--- Action item ---
Among the lines below, restate word for word only those from the line with "pub fn pid(&self)" through the line with "newline to the child's stdin.", with both end lines kept.

--- Provided entries ---
- - -

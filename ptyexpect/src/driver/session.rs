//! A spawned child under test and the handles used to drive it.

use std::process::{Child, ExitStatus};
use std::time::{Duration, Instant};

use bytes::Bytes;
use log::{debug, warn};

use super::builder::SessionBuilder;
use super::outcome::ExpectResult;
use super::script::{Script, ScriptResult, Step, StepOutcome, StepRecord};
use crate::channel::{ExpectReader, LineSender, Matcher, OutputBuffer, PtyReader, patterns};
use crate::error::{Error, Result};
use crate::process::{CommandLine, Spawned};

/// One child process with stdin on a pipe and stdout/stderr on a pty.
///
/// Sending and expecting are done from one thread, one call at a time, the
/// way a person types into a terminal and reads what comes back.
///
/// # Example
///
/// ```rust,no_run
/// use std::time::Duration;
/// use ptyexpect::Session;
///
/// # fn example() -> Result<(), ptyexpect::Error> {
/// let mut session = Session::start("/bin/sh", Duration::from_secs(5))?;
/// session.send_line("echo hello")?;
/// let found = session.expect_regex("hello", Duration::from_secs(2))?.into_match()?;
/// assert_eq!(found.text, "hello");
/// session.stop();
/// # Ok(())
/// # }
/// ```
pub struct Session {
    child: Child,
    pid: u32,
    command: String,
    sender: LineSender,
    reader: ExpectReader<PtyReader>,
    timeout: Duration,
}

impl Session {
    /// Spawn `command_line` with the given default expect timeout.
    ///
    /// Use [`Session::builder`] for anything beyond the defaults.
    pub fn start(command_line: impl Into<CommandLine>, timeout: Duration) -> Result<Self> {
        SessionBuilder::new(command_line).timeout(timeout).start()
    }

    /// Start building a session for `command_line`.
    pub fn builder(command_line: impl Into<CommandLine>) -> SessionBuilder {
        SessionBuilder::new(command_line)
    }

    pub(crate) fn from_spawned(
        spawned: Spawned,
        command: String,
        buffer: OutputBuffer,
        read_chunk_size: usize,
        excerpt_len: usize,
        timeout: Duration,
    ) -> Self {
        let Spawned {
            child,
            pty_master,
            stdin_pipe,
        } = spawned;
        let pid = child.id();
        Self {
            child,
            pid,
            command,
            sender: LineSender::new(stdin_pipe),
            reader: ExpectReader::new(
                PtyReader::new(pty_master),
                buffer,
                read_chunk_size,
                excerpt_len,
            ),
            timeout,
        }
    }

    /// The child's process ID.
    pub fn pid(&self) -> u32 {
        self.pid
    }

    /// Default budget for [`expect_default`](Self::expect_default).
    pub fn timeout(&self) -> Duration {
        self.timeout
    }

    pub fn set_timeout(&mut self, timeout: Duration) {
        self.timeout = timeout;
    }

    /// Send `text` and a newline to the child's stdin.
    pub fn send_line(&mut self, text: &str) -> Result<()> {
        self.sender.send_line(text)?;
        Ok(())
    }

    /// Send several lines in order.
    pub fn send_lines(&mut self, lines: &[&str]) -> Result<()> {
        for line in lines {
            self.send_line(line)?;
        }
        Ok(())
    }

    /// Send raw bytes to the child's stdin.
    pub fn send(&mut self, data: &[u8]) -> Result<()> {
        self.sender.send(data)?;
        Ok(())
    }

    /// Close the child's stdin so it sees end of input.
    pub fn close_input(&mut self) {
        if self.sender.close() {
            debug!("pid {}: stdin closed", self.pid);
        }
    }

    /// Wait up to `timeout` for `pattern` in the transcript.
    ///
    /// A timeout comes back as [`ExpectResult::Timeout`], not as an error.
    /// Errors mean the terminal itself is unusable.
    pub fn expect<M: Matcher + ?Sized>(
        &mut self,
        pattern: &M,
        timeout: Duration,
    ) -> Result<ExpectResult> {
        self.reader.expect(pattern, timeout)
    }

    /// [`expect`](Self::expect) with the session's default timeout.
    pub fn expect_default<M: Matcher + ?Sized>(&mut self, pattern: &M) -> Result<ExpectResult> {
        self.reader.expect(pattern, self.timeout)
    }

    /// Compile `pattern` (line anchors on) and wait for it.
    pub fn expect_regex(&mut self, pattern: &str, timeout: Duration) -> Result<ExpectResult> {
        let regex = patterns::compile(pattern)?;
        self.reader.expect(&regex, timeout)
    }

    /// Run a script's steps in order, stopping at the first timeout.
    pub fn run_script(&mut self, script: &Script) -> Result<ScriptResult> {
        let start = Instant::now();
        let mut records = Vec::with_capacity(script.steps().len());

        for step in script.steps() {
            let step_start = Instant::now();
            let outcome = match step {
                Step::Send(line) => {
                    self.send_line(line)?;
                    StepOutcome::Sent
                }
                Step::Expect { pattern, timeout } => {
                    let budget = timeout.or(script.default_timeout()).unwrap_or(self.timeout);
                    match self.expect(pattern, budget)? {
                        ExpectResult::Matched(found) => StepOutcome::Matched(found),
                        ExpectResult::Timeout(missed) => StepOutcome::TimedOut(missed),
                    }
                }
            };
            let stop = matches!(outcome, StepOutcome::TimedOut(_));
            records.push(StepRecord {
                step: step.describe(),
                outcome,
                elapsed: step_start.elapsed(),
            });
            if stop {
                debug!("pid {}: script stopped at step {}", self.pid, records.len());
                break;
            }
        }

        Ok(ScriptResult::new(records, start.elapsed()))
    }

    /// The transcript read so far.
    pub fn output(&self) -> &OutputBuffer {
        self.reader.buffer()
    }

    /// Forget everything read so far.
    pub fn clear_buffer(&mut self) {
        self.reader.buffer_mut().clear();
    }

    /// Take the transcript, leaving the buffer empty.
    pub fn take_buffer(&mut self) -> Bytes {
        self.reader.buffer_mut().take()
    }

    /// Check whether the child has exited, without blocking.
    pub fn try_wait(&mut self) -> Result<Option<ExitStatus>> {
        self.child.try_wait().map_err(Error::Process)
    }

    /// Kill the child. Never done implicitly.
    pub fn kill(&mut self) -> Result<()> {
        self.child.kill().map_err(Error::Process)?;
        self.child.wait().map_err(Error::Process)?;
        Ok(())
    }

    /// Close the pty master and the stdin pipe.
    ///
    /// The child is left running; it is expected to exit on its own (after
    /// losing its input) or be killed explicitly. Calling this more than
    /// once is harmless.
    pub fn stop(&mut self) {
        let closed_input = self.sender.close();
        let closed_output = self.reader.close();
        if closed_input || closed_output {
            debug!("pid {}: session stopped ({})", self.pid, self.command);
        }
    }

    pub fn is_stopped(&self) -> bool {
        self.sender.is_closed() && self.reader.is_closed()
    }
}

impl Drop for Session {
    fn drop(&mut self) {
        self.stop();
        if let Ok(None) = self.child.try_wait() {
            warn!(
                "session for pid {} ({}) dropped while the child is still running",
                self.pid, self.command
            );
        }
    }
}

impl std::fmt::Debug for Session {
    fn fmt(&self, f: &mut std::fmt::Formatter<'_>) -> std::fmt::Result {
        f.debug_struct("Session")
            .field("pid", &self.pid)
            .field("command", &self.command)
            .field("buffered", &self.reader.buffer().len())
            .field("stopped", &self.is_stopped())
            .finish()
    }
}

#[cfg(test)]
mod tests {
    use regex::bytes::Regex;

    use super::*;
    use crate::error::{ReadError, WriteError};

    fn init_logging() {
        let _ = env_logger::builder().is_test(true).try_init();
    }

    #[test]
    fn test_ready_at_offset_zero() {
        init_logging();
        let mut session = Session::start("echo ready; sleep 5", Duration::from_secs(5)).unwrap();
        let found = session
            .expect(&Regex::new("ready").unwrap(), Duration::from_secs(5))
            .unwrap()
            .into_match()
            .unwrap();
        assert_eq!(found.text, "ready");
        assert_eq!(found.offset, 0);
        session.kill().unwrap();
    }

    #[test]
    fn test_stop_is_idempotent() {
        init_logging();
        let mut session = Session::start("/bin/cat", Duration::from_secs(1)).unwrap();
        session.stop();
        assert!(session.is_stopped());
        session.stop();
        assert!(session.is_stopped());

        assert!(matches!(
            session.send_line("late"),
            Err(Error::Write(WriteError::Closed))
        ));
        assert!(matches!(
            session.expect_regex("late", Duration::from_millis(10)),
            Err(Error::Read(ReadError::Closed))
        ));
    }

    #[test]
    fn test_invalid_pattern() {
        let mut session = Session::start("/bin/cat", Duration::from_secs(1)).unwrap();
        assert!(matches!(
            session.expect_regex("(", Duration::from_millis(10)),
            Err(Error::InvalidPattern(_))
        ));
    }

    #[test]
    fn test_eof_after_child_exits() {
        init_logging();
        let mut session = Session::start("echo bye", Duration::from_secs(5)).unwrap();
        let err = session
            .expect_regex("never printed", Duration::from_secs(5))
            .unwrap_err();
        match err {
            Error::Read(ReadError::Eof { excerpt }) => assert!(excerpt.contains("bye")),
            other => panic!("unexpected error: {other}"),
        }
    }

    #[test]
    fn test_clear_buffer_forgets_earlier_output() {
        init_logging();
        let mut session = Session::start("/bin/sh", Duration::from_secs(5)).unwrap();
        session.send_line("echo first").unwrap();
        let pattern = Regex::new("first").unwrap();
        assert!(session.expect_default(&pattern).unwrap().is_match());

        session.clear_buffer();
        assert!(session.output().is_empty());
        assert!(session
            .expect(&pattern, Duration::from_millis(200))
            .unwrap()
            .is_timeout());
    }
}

- - -

--- Answer section ---
    pub fn pid(&self) -> u32 {
        self.pid
    }

    /// Default budget for [`expect_default`](Self::expect_default).
    pub fn timeout(&self) -> Duration {
        self.timeout
    }

    pub fn set_timeout(&mut self, timeout: Duration) {
        self.timeout = timeout;
    }

    /// Send `text` and a newline to the child's stdin.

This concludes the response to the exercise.